Locate the line that contains "filename models/src/patient.rs" in the entries below, then repeat it and every following line through the line that contains "Hash, Serialize, Deserialize)]", exactly, and no others.

[Dataset entries]

-=-=-

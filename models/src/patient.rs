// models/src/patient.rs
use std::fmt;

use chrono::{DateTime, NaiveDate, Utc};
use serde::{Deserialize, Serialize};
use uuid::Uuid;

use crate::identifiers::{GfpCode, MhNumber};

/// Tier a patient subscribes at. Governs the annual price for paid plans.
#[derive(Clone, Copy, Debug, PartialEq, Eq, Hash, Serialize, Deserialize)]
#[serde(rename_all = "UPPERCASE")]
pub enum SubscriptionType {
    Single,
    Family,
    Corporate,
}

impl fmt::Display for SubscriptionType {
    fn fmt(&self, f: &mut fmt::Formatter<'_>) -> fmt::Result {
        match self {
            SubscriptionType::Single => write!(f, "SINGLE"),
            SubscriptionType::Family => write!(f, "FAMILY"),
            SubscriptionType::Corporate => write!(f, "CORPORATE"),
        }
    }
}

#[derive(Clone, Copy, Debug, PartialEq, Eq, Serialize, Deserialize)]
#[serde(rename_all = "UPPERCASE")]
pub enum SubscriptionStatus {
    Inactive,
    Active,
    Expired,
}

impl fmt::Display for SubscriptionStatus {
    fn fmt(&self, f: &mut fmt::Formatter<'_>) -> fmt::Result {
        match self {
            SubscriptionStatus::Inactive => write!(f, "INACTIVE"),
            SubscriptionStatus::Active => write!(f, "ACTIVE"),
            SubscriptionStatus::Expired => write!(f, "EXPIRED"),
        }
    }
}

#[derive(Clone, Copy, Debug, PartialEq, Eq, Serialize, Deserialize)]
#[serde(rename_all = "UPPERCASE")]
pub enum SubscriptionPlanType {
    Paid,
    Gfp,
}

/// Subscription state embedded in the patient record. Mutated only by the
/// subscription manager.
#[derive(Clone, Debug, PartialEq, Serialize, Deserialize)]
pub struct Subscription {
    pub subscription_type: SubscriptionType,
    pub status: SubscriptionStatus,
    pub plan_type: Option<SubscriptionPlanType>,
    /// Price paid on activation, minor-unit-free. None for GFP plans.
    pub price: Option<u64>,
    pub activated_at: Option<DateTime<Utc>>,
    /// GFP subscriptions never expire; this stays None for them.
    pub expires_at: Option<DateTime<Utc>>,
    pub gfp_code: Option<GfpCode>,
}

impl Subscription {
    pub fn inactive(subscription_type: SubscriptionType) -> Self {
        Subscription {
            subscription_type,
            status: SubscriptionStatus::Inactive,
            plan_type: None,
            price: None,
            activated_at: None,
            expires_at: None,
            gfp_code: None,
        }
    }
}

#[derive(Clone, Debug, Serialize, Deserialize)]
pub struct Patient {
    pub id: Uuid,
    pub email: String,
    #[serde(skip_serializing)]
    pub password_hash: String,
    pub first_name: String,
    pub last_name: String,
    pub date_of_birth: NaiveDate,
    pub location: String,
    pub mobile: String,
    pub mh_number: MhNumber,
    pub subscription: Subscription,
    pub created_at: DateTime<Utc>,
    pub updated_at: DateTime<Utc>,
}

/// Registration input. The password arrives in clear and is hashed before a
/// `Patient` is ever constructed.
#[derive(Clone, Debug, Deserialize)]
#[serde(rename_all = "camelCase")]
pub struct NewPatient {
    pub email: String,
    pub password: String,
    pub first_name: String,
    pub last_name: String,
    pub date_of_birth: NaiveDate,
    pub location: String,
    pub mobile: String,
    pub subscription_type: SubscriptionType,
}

-=-=-

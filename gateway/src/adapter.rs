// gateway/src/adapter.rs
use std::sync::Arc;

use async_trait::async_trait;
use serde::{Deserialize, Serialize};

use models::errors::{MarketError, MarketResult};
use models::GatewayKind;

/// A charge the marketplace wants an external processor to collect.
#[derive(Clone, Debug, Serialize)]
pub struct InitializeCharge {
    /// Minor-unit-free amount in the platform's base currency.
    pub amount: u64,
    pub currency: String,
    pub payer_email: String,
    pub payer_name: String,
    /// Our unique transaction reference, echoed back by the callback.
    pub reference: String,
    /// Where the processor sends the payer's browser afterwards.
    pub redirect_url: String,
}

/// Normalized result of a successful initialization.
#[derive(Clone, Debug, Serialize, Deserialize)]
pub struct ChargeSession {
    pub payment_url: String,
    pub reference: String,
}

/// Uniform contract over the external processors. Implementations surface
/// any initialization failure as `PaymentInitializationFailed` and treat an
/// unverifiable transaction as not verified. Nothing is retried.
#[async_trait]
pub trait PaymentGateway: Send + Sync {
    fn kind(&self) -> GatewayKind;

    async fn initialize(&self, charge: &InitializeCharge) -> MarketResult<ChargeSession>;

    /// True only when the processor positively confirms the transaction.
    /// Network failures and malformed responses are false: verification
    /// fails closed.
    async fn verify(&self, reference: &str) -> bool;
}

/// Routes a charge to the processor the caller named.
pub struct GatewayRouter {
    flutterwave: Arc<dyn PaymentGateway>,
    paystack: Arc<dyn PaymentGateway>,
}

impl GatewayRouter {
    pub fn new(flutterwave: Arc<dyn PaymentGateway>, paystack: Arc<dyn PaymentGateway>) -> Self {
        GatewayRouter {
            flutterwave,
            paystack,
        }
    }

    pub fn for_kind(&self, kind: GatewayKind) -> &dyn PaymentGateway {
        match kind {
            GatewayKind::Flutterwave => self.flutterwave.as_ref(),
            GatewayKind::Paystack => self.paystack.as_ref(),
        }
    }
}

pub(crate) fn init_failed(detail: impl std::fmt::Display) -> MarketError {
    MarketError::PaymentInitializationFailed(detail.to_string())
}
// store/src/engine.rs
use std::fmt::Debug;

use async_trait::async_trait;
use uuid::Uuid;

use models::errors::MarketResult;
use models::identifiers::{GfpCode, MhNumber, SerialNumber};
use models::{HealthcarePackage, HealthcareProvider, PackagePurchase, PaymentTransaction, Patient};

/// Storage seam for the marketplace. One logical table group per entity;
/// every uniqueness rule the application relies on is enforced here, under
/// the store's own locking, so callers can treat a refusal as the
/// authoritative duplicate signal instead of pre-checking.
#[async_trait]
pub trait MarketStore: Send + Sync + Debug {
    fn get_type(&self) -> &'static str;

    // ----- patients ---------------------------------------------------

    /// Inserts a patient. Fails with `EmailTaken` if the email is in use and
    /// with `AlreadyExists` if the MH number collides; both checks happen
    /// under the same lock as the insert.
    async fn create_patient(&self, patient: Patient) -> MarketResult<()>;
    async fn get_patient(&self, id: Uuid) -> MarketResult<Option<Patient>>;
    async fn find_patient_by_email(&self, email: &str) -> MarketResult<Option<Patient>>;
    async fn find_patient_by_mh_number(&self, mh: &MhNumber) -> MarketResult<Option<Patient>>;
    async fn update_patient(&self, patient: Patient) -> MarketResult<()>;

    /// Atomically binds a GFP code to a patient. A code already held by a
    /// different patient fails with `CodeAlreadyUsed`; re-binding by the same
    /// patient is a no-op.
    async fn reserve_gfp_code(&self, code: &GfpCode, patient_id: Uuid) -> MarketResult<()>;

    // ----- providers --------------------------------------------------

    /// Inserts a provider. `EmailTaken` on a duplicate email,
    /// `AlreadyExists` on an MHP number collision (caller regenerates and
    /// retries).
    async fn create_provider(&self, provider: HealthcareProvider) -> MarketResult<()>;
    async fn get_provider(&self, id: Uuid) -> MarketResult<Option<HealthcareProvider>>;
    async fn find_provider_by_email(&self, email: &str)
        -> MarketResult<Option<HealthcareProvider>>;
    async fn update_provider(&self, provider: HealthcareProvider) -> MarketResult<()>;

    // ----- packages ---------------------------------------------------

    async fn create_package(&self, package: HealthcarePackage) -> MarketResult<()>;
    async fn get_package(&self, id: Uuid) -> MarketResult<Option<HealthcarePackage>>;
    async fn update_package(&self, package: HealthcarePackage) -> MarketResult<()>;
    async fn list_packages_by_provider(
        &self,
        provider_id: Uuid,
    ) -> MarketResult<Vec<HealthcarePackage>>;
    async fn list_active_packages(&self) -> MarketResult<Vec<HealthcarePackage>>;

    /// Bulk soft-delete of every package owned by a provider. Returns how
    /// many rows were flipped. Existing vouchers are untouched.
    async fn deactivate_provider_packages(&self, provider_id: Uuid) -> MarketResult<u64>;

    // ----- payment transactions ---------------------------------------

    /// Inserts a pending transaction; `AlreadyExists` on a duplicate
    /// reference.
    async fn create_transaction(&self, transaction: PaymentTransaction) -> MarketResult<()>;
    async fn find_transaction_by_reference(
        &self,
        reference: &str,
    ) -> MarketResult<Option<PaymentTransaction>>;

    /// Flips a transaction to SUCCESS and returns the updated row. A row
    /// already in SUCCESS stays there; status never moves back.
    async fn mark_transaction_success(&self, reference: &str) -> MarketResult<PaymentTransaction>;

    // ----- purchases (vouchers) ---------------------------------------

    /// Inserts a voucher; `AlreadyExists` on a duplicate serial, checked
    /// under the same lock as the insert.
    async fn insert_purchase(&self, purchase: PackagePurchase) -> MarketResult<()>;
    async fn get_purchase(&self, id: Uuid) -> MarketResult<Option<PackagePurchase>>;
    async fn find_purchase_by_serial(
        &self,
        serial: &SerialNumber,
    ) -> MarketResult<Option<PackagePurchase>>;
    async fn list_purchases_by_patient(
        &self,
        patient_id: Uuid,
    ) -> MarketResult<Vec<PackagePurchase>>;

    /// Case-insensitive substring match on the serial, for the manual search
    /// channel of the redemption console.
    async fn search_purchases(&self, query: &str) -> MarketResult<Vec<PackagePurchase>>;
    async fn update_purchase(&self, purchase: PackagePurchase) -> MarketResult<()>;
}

-=-=-

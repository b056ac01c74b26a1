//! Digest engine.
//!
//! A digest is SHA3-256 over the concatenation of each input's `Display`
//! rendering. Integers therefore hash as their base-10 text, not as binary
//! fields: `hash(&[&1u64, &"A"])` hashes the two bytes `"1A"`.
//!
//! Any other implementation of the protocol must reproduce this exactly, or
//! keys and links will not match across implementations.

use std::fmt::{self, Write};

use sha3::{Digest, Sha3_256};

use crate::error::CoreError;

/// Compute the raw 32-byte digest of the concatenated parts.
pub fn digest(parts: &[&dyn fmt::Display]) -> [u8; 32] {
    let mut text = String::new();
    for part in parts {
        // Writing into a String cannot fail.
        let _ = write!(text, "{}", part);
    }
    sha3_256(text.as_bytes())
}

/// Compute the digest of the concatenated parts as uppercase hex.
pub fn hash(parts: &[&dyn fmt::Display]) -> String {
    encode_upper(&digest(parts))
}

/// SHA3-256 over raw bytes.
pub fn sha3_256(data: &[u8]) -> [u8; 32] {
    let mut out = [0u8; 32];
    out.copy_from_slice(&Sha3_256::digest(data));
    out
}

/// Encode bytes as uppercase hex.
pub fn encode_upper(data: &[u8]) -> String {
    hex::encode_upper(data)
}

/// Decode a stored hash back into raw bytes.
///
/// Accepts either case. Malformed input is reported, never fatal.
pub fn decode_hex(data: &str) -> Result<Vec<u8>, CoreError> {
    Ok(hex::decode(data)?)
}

-=-=-

**Exercise result:**
filename models/src/patient.rs
// models/src/patient.rs
use std::fmt;

use chrono::{DateTime, NaiveDate, Utc};
use serde::{Deserialize, Serialize};
use uuid::Uuid;

use crate::identifiers::{GfpCode, MhNumber};

/// Tier a patient subscribes at. Governs the annual price for paid plans.
#[derive(Clone, Copy, Debug, PartialEq, Eq, Hash, Serialize, Deserialize)]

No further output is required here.